A situação chegou a um ponto crítico em 2015, quando a Câmara Municipal encomendou uma pesquisa com moradores de oito grandes cidades para determinar qual era a mais atraente. Nagoya ficou em último lugar em quase todas as categorias, e a imprensa ficou sem palavras: todos escolheram sua própria cidade como favorita, exceto os nagoyanos — ou nagonianos, se preferir inventar gentílicos — que a colocaram em terceiro lugar, atrás de Kyoto e Tóquio.

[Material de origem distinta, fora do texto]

//! 结构化生成客户端 - 业务能力层
//!
//! 一次调用 = 校验输入 → 渲染提示词 → 调用模型（带超时）→ 解析并校验输出。
//! 任何一步失败都直接返回错误，不会把不合规的数据交给上层。

use async_trait::async_trait;
use serde::de::DeserializeOwned;
use serde::Serialize;
use serde_json::Value;
use std::sync::Arc;
use std::time::{Duration, Instant};
use tracing::{debug, info, warn};

use crate::config::Config;
use crate::error::{AppError, AppResult, GenerationError};
use crate::infrastructure::LlmBackend;
use crate::services::prompts::PromptSpec;
use crate::services::schema_validator;

/// 结构化生成能力
///
/// 编排层只依赖这个 trait；测试中可以直接返回固定的 JSON。
#[async_trait]
pub trait StructuredGeneration: Send + Sync {
    /// 按提示词定义调用模型，返回通过输出 schema 校验的 JSON
    async fn invoke(&self, prompt: &PromptSpec, input: &Value) -> AppResult<Value>;
}

/// 基于 [`LlmBackend`] 的结构化生成客户端
pub struct StructuredGenerationClient {
    backend: Arc<dyn LlmBackend>,
    timeout: Duration,
}

impl StructuredGenerationClient {
    pub fn new(backend: Arc<dyn LlmBackend>, timeout: Duration) -> Self {
        Self { backend, timeout }
    }

    pub fn from_config(backend: Arc<dyn LlmBackend>, config: &Config) -> Self {
        Self::new(backend, Duration::from_secs(config.llm_timeout_secs))
    }
}

#[async_trait]
impl StructuredGeneration for StructuredGenerationClient {
    async fn invoke(&self, prompt: &PromptSpec, input: &Value) -> AppResult<Value> {
        schema_validator::validate(&prompt.input_schema, input).map_err(|details| {
            GenerationError::InvalidInput {
                prompt: prompt.name.to_string(),
                details,
            }
        })?;

        let user_message = prompt.render(input)?;
        let system_message = prompt.system_message();
        debug!(
            "[{}] 提示词长度: {} 字符, 模型: {}",
            prompt.name,
            user_message.len(),
            self.backend.model_name()
        );

        let started = Instant::now();
        let raw = tokio::time::timeout(
            self.timeout,
            self.backend.complete(&system_message, &user_message),
        )
        .await
        .map_err(|_| {
            warn!("[{}] 调用超时 ({} 秒)", prompt.name, self.timeout.as_secs());
            GenerationError::Timeout {
                prompt: prompt.name.to_string(),
                seconds: self.timeout.as_secs(),
            }
        })??;

        let value = schema_validator::parse_or_fail(prompt.name, &prompt.output_schema, &raw)?;
        info!("[{}] 生成完成，耗时 {:.2?}", prompt.name, started.elapsed());
        Ok(value)
    }
}

/// 类型化调用：序列化输入、反序列化输出
pub async fn invoke_typed<I, O>(
    generator: &dyn StructuredGeneration,
    prompt: &PromptSpec,
    input: &I,
) -> AppResult<O>
where
    I: Serialize + ?Sized + Sync,
    O: DeserializeOwned,
{
    let input = serde_json::to_value(input).map_err(|e| GenerationError::InvalidInput {
        prompt: prompt.name.to_string(),
        details: vec![e.to_string()],
    })?;
    let output = generator.invoke(prompt, &input).await?;
    serde_json::from_value(output)
        .map_err(|e| AppError::schema_violation(prompt.name, vec![e.to_string()]))
}
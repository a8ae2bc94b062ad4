//! Auth-session state for the current browser user.
//!
//! SYSTEM CONTEXT
//! ==============
//! Used by the route guard, the login page, and the products header. The
//! `SessionStore` mirrors what the identity provider announces; it never
//! decides on its own that someone is signed in or out.
//!
//! LIFECYCLE
//! =========
//! `init` subscribes to the provider (idempotent), `resolve` asks the provider
//! for its first announcement once the browser has hydrated, and `teardown`
//! unsubscribes. The store is constructed explicitly and handed to the app,
//! so tests can build one around their own provider.

#[cfg(test)]
#[path = "auth_test.rs"]
mod auth_test;

use std::rc::Rc;

use leptos::prelude::*;

use crate::net::identity::{IdentityClient, IdentityError, ListenerId};
use crate::net::types::User;

/// Authentication state tracking the current user and loading status.
#[derive(Clone, Debug, PartialEq, Eq)]
pub struct AuthState {
    pub user: Option<User>,
    /// `true` until the provider has reported the initial session.
    pub loading: bool,
}

impl Default for AuthState {
    fn default() -> Self {
        Self { user: None, loading: true }
    }
}

impl AuthState {
    #[must_use]
    pub fn resolved(user: Option<User>) -> Self {
        Self { user, loading: false }
    }
}

/// Injectable session store shared through Leptos context.
#[derive(Clone, Copy)]
pub struct SessionStore {
    read: ReadSignal<AuthState>,
    write: WriteSignal<AuthState>,
    provider: StoredValue<Rc<IdentityClient>, LocalStorage>,
    listener: StoredValue<Option<ListenerId>>,
}

impl SessionStore {
    pub fn new(provider: Rc<IdentityClient>) -> Self {
        let (read, write) = signal(AuthState::default());
        Self {
            read,
            write,
            provider: StoredValue::new_local(provider),
            listener: StoredValue::new(None),
        }
    }

    /// Subscribe to provider session changes. Calling it again is a no-op.
    pub fn init(self) {
        if self.listener.get_value().is_some() {
            return;
        }
        let write = self.write;
        let id = self.provider.with_value(|provider| {
            provider.on_session_change(move |user| {
                let _ = write.try_set(AuthState::resolved(user));
            })
        });
        self.listener.set_value(Some(id));
    }

    /// Unsubscribe from the provider. The last known state stays readable.
    pub fn teardown(self) {
        let Some(Some(id)) = self.listener.try_update_value(Option::take) else {
            return;
        };
        let _ = self.provider.try_with_value(|provider| provider.remove_listener(id));
    }

    /// Ask the provider to announce its initial session.
    pub fn resolve(self) {
        self.provider.with_value(|provider| provider.resolve());
    }

    /// Reactive view of the auth state.
    pub fn state(self) -> ReadSignal<AuthState> {
        self.read
    }

    /// Current auth state without tracking.
    pub fn snapshot(self) -> AuthState {
        self.read.get_untracked()
    }

    pub fn is_subscribed(self) -> bool {
        self.listener.get_value().is_some()
    }

    /// Sign in through the provider; the state updates via the subscription.
    ///
    /// # Errors
    ///
    /// Returns the provider's error when sign-in fails.
    pub async fn sign_in(self, email: String, password: String) -> Result<User, IdentityError> {
        let provider = self.provider.get_value();
        provider.sign_in_with_email_and_password(&email, &password).await
    }

    pub fn sign_out(self) {
        self.provider.with_value(|provider| provider.sign_out());
    }
}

Quando o problema tem nome, sobrenome e dialeto próprio

Parte da culpa recai sobre o apresentador de televisão Tamori. Na década de 1980, ele fez de Nagoya o alvo de suas piadas quando, por exemplo, insistiu que seus habitantes compensavam um complexo de inferioridade com uma culinária pouco refinada e um dialeto que acabou se tornando o sotaque padrão para personagens ridículos na comédia japonesa e a piada acabou se tornando uma reputação.

A contradição aqui é significativa. Nagoya é vista como uma cidade de comerciantes, onde cada decisão é filtrada pela ótica da utilidade econômica. Suas largas avenidas, instalações portuárias e mentalidade empreendedora operam segundo uma lógica que não precisa ser atraente para funcionar. A Toyota foi fundada a poucos quilômetros de distância e gera uma riqueza que envergonharia muitas capitais europeias, mas nenhum balanço patrimonial transforma uma cidade em um destino turístico.

É aí que entram as marcas. Em 2017, a Legoland inaugurou seu primeiro parque ao ar livre no Japão, no porto de Nagoya. Cinco anos depois, o Studio Ghibli abriu o Ghibli Park em Nagakute, optando por um espaço sem montanhas-russas, mas com uma atmosfera extremamente impactante. Assim, isso resume o dilema de Nagoya: mesmo quando atrai investimentos extraordinários, o faz de uma maneira que se alinha com o que as pessoas esperam de um destino turístico.

O próprio prefeito reconheceu em 2015 que já não era mais piada dizer que Nagoya era um lugar que ninguém queria visitar, e isso o levou a defender a reconstrução do castelo histórico como um projeto emblemático. No entanto, o problema não é a falta de atrações, mas algo mais difícil de resolver: a narrativa. Tóquio é o futuro, Kyoto o passado e Osaka a cidade da festa, mas Nagoya continua sendo a cidade intermediária. Além disso, a presença de grandes marcas investindo em Nagoya sugere que a cidade é um diamante bruto, um que os japoneses vêm cobiçando há décadas sem saber o que fazer com ele.